======== Data for processing

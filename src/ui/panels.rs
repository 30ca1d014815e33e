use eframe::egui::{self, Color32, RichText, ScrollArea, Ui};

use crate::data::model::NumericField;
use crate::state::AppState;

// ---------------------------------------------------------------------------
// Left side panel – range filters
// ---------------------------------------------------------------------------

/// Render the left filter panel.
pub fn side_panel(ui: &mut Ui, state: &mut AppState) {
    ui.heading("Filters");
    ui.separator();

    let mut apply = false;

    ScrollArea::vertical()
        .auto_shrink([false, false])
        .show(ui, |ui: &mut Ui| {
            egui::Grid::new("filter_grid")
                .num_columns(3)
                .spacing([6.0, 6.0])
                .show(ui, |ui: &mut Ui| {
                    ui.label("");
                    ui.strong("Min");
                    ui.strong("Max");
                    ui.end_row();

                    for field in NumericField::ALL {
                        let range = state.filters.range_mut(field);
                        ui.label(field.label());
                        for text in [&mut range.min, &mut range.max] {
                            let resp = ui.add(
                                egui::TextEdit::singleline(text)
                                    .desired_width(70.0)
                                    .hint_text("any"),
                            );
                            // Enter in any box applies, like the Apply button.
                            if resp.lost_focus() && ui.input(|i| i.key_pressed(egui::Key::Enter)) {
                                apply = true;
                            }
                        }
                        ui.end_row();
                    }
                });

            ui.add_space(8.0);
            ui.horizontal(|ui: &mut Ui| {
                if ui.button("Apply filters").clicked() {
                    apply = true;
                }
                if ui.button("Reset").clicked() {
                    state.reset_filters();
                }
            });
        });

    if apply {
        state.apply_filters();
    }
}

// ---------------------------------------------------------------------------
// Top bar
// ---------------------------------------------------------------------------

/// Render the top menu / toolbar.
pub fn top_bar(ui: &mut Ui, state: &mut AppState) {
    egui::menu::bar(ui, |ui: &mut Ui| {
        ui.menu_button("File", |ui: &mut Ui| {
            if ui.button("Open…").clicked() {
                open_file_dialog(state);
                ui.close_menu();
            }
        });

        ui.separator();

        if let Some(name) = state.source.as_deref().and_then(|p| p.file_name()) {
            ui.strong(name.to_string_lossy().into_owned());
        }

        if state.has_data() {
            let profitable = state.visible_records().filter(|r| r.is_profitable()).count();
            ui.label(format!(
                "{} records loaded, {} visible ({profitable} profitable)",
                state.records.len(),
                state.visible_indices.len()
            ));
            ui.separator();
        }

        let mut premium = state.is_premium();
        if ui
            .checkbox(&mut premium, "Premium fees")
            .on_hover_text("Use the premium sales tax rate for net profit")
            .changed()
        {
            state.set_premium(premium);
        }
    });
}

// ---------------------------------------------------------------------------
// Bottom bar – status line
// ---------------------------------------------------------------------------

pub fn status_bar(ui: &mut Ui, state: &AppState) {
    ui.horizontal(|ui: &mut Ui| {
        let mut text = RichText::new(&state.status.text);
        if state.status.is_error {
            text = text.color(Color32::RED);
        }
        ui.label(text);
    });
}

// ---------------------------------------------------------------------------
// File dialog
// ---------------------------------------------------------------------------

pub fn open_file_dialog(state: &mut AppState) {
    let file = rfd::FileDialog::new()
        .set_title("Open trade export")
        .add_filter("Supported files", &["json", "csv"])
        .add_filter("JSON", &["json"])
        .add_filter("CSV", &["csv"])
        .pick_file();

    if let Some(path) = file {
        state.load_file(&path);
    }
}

================

- Instructions to follow
Nothing should be returned except the lines from the first line of the data above through the line with "if resp.lost_focus() &&", each one exact.

- Task response
filename src/ui/panels.rs
repository 30ca1d014815e33e
use eframe::egui::{self, Color32, RichText, ScrollArea, Ui};

use crate::data::model::NumericField;
use crate::state::AppState;

// ---------------------------------------------------------------------------
// Left side panel – range filters
// ---------------------------------------------------------------------------

/// Render the left filter panel.
pub fn side_panel(ui: &mut Ui, state: &mut AppState) {
    ui.heading("Filters");
    ui.separator();

    let mut apply = false;

    ScrollArea::vertical()
        .auto_shrink([false, false])
        .show(ui, |ui: &mut Ui| {
            egui::Grid::new("filter_grid")
                .num_columns(3)
                .spacing([6.0, 6.0])
                .show(ui, |ui: &mut Ui| {
                    ui.label("");
                    ui.strong("Min");
                    ui.strong("Max");
                    ui.end_row();

                    for field in NumericField::ALL {
                        let range = state.filters.range_mut(field);
                        ui.label(field.label());
                        for text in [&mut range.min, &mut range.max] {
                            let resp = ui.add(
                                egui::TextEdit::singleline(text)
                                    .desired_width(70.0)
                                    .hint_text("any"),
                            );
                            // Enter in any box applies, like the Apply button.
                            if resp.lost_focus() && ui.input(|i| i.key_pressed(egui::Key::Enter)) {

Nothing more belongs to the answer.